Heavy workload is driving suicide and depression among Nigerian doctors some of whom are leaving the country in large numbers, worsening the acute shortage of medical professionals in the country, a report says.
In April, Chris Ngige, minister of labour and employment said Nigeria has enough doctors to meet its medical needs. His claim was fact-checked and found to be false.
An investigation by The PUNCH revealed that though the exodus of doctors from the country is not new, it has been on the increase in the past two years with new migrations to countries like Saudi Arabia and Kuwait.
According to the report, the exodus has increased the workload of those who are still in government service, and many states have not been employing doctors.
Saliu Oseni, chairman of Lagos state Nigeria Medical Association, said about 50 -60 doctors leave the services of the state hospitals every six months.
Oseni reportedly said the failure of the state government to replace doctors, who had left its service, and employ new ones was affecting the service delivery of NMA members in the state.
“It will be difficult to give a total figure of doctors that have left the service of the Lagos State Government since 2017, but to be conservative, no fewer than 50 to 60 doctors left the system every six months,” Oseni was quoted to have said.
“Some of them leave for greener pastures abroad. Some of them take offers from the federal government and some retire. Not replacing such doctors is a big challenge to us.
“The situation is affecting our members as they are being overworked. Some of the hospitals have not employed or replaced doctors that have left the system in the last two years.”
WHY DOCTORS ARE LEAVING
The doctors listed poor remuneration, insecurity, inadequate welfare, poor health infrastructure, enormous workload , as reasons they are forced to leave.
“The work that is supposed to be done by junior officers is being done by senior officers and currently in Lagos state hospitals, you see a doctor attending to close to 100 patients per eight-hour work in a clinic which is not good for the doctor and the patients,” Oseni said.
“The ideal patient-doctor ratio is supposed to 1:500, but what we have currently in Lagos state-owned hospitals is one doctor to over 5000 patients.

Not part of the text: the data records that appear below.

use std::path::PathBuf;

use clap::{value_parser, Arg, ArgAction, ArgMatches, Command};
use log::LevelFilter;

pub mod config;
pub mod core;
pub mod error;
pub mod segment;
pub mod util;
pub mod wavefront;

pub use config::ExportConfig;
pub use crate::core::geometry;
pub use crate::core::{Color, Material, Mesh};
pub use error::{BodyMeshError, Result};
pub use segment::{segment, BodyPart, JointMap, Segmentation};
pub use util::format_g;
pub use wavefront::{load_obj, write_obj};

/// What the command line asked for.
#[derive(Debug, Clone, PartialEq)]
pub enum CliCommand {
    Inspect {
        input: PathBuf,
    },
    Export {
        inputs: Vec<PathBuf>,
        output: PathBuf,
        config: ExportConfig,
        material: Option<PathBuf>,
        copy_textures: bool,
        joints: Option<PathBuf>,
    },
    Segment {
        inputs: Vec<PathBuf>,
        output: Option<PathBuf>,
        joints: PathBuf,
        config: ExportConfig,
    },
}

fn inputs_arg() -> Arg {
    Arg::new("inputs")
        .value_name("OBJ")
        .help("One or more .obj files, exported in the given order")
        .required(true)
        .num_args(1..)
        .value_parser(value_parser!(PathBuf))
}

fn geometry_args(cmd: Command) -> Command {
    cmd.arg(
        Arg::new("scale")
            .long("scale")
            .value_name("FACTOR")
            .help("Uniform scale applied to the exported geometry")
            .default_value("1.0")
            .value_parser(value_parser!(f32)),
    )
    .arg(
        Arg::new("feet-on-ground")
            .long("feet-on-ground")
            .help("Move the geometry up or down so its lowest point sits at y = 0")
            .action(ArgAction::SetTrue),
    )
    .arg(
        Arg::new("hidden-geom")
            .long("hidden-geom")
            .help("Also export faces hidden by the face mask")
            .action(ArgAction::SetTrue),
    )
}

pub fn create_clap_command() -> Command {
    Command::new("bodymesh")
        .about("Export body meshes to Wavefront OBJ/MTL and split them into body parts")
        .version(env!("CARGO_PKG_VERSION"))
        .subcommand_required(true)
        .arg_required_else_help(true)
        .arg(
            Arg::new("verbose")
                .short('v')
                .long("verbose")
                .help("More logging, repeat for trace output")
                .global(true)
                .action(ArgAction::Count),
        )
        .arg(
            Arg::new("log-file")
                .long("log-file")
                .value_name("FILE")
                .help("Also write the log to FILE")
                .global(true)
                .value_parser(value_parser!(PathBuf)),
        )
        .subcommand(
            Command::new("inspect")
                .about("Load an OBJ file and print a summary")
                .arg(
                    Arg::new("input")
                        .value_name("OBJ")
                        .required(true)
                        .value_parser(value_parser!(PathBuf)),
                ),
        )
        .subcommand(geometry_args(
            Command::new("export")
                .about("Write meshes as one OBJ file with an MTL library")
                .arg(inputs_arg())
                .arg(
                    Arg::new("output")
                        .short('o')
                        .long("output")
                        .value_name("FILE")
                        .help("Target .obj path, the .mtl goes next to it")
                        .required(true)
                        .value_parser(value_parser!(PathBuf)),
                )
                .arg(
                    Arg::new("no-normals")
                        .long("no-normals")
                        .help("Leave out vn lines")
                        .action(ArgAction::SetTrue),
                )
                .arg(
                    Arg::new("no-mtl")
                        .long("no-mtl")
                        .help("Do not write an MTL library")
                        .action(ArgAction::SetTrue),
                )
                .arg(
                    Arg::new("material")
                        .long("material")
                        .value_name("MTL")
                        .help("Material library; its materials are assigned to the meshes in order")
                        .value_parser(value_parser!(PathBuf)),
                )
                .arg(
                    Arg::new("copy-textures")
                        .long("copy-textures")
                        .help("Copy textures into a folder next to the OBJ")
                        .action(ArgAction::SetTrue),
                )
                .arg(
                    Arg::new("joints")
                        .long("joints")
                        .value_name("JSON")
                        .help("Joint positions; also writes the <name>Indices body part file")
                        .value_parser(value_parser!(PathBuf)),
                ),
        ))
        .subcommand(geometry_args(
            Command::new("segment")
                .about("Write only the body part index file")
                .arg(inputs_arg())
                .arg(
                    Arg::new("joints")
                        .long("joints")
                        .value_name("JSON")
                        .required(true)
                        .value_parser(value_parser!(PathBuf)),
                )
                .arg(
                    Arg::new("output")
                        .short('o')
                        .long("output")
                        .value_name("FILE")
                        .help("Defaults to <first input stem>Indices")
                        .value_parser(value_parser!(PathBuf)),
                ),
        ))
}

fn geometry_config(matches: &ArgMatches) -> ExportConfig {
    ExportConfig {
        scale: matches.get_one::<f32>("scale").copied().unwrap_or(1.0),
        feet_on_ground: matches.get_flag("feet-on-ground"),
        hidden_geom: matches.get_flag("hidden-geom"),
        ..Default::default()
    }
}

fn paths(matches: &ArgMatches, id: &str) -> Vec<PathBuf> {
    matches
        .get_many::<PathBuf>(id)
        .map(|values| values.cloned().collect())
        .unwrap_or_default()
}

pub fn handle_clap_matches(matches: &ArgMatches) -> Option<CliCommand> {
    match matches.subcommand() {
        Some(("inspect", sub)) => Some(CliCommand::Inspect {
            input: sub.get_one::<PathBuf>("input")?.clone(),
        }),
        Some(("export", sub)) => {
            let mut config = geometry_config(sub);
            config.use_normals = !sub.get_flag("no-normals");
            config.write_mtl = !sub.get_flag("no-mtl");
            Some(CliCommand::Export {
                inputs: paths(sub, "inputs"),
                output: sub.get_one::<PathBuf>("output")?.clone(),
                config,
                material: sub.get_one::<PathBuf>("material").cloned(),
                copy_textures: sub.get_flag("copy-textures"),
                joints: sub.get_one::<PathBuf>("joints").cloned(),
            })
        }
        Some(("segment", sub)) => Some(CliCommand::Segment {
            inputs: paths(sub, "inputs"),
            output: sub.get_one::<PathBuf>("output").cloned(),
            joints: sub.get_one::<PathBuf>("joints")?.clone(),
            config: geometry_config(sub),
        }),
        _ => None,
    }
}

pub fn log_level(matches: &ArgMatches) -> LevelFilter {
    match matches.get_count("verbose") {
        0 => LevelFilter::Info,
        1 => LevelFilter::Debug,
        _ => LevelFilter::Trace,
    }
}
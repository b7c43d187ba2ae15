#[derive(Debug, Clone, Copy, PartialEq)]
pub struct Color {
    pub r: f32, // Red component (0.0 - 1.0)
    pub g: f32, // Green component (0.0 - 1.0)
    pub b: f32, // Blue component (0.0 - 1.0)
}

impl Color {
    pub fn new(r: f32, g: f32, b: f32) -> Self {
        Self { r, g, b }
    }

    /// Build a color from the `[r, g, b]` triples MTL readers hand out.
    pub fn from_array(rgb: [f32; 3]) -> Self {
        Self::new(rgb[0], rgb[1], rgb[2])
    }

    const fn hex_char_to_u8(c: char) -> u8 {
        match c {
            '0'..='9' => (c as u8) - b'0',
            'a'..='f' => (c as u8) - b'a' + 10,
            'A'..='F' => (c as u8) - b'A' + 10,
            _ => 0,
        }
    }

    const fn hex_pair_to_u8(high: char, low: char) -> u8 {
        (Self::hex_char_to_u8(high) << 4) | Self::hex_char_to_u8(low)
    }

    /// Only for the constant table below, `hex` must be six valid digits.
    const fn hex(hex: &str) -> Self {
        let bytes = hex.as_bytes();
        let offset = if bytes[0] == b'#' { 1 } else { 0 };

        let r =
            Self::hex_pair_to_u8(bytes[offset] as char, bytes[offset + 1] as char) as f32 / 255.0;
        let g = Self::hex_pair_to_u8(bytes[offset + 2] as char, bytes[offset + 3] as char) as f32
            / 255.0;
        let b = Self::hex_pair_to_u8(bytes[offset + 4] as char, bytes[offset + 5] as char) as f32
            / 255.0;

        Self { r, g, b }
    }
}

// Predefined colors
impl Color {
    pub const BLACK: Color = Color::hex("000000");
    pub const WHITE: Color = Color::hex("FFFFFF");
}

impl Default for Color {
    fn default() -> Self {
        Color::WHITE
    }
}

#[cfg(test)]
mod tests {
    use super::*;

    #[test]
    fn hex_constants_decode() {
        assert_eq!(Color::WHITE, Color::new(1.0, 1.0, 1.0));
        assert_eq!(Color::BLACK, Color::new(0.0, 0.0, 0.0));
        assert_eq!(Color::hex("#FF0000"), Color::new(1.0, 0.0, 0.0));
        assert!((Color::hex("80c0ff").g - 192.0 / 255.0).abs() < 1e-6);
    }

    #[test]
    fn from_array_keeps_channel_order() {
        let c = Color::from_array([0.1, 0.2, 0.3]);
        assert_eq!((c.r, c.g, c.b), (0.1, 0.2, 0.3));
    }
}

“If I am going to see 80 patients in eight hours, there is no way I’ll follow the routine properly. By standard, a doctor needs 15 to 30 minutes to attend to a patient very well.
“Conditions of our work are overwhelming. That is why suicide and depression are common among those of us that are still in the system.”
According to the report, rural areas are the most affected.
A doctor was quoted as saying: “Who wants to be killed? or who wants to be stunted in terms of career progression?”
Stephen Kache, Kaduna NMA chairman, said that of the 33 medical doctors recently employed by the state government, only eight reported for duty.
“The current exodus of doctors we have is over 60 per cent. They left between six months and one year. In 2018, we did a survey in some hospitals within the state and in one of the hospitals as of January, there were 21 doctors and by August of the same year, there were eight doctors remaining, “Kache said.
“Recently, the state government tried to replace those that had left and 33 doctors were employed. I am aware that out of the 33 that were employed, only eight of them have reported.”
NIGERIANS RESORT TO QUACKS AS DOCTORS COMMIT SUICIDE
On his part, Obelebra Adebiyi, chairman of Rivers NMA, said if the situation is not addressed urgently, patients would be forced to patronise quacks.
Adebiyi said: “I don’t know how many doctors have travelled abroad and how many are remaining in Rivers state because we have not done a study to get the statistics, but a lot of doctors are leaving the country and a lot more are still planning to leave for myriad reasons.”
The doctors also disclosed that the heavy workload is making some of their colleagues commit suicide.
“The effects are so enormous that some of our doctors are now committing suicide because of the pressure of work,” Mingeh Tijo, ex-NMA vice president, was quoted to have said.
“Poor service delivery is imminent because we are overworked, and then the patents are the ones suffering for this.
“Patient-doctor ratio is approximately 1:5000. The number of patients a doctor sees per day depends on the locality the doctor is operating from. Some see 70 patients in a day; some 100, but in some tertiary institutions, the ratio may not be as high as that. Again, it depends on whether the doctor is practising in a rural or urban area. “
Ike Okwesili, Rivers NMA chairman, reportedly said the brain drain had reached an alarming level.
He said failure to implement the consolidated salary scale caused the migration of workers from state to federal jobs, which he described as “internal brain drain”.
THE WAY OUT
Okwesili said the problem could be resolved by identifying its magnitude.
“This has to come by way of full implementation of the National Health Act. The National Council on Health in Section 41of the Act has the responsibility of identifying the human resource requirements of the health sector across all levels of care,” he said.
“Doing this will give a quantitative assessment of the cumulative loss.
“The enforcement of these will help all of us improve the budgetary allocations to health in line with the Abuja declaration.”
The doctors also urged government at all levels to ensure a quick rehabilitation of the health sector by investing in infrastructure across the country.
They said if health facilities and wages were improved across the countries, doctors and other health workers “would have a rethink and stay back”.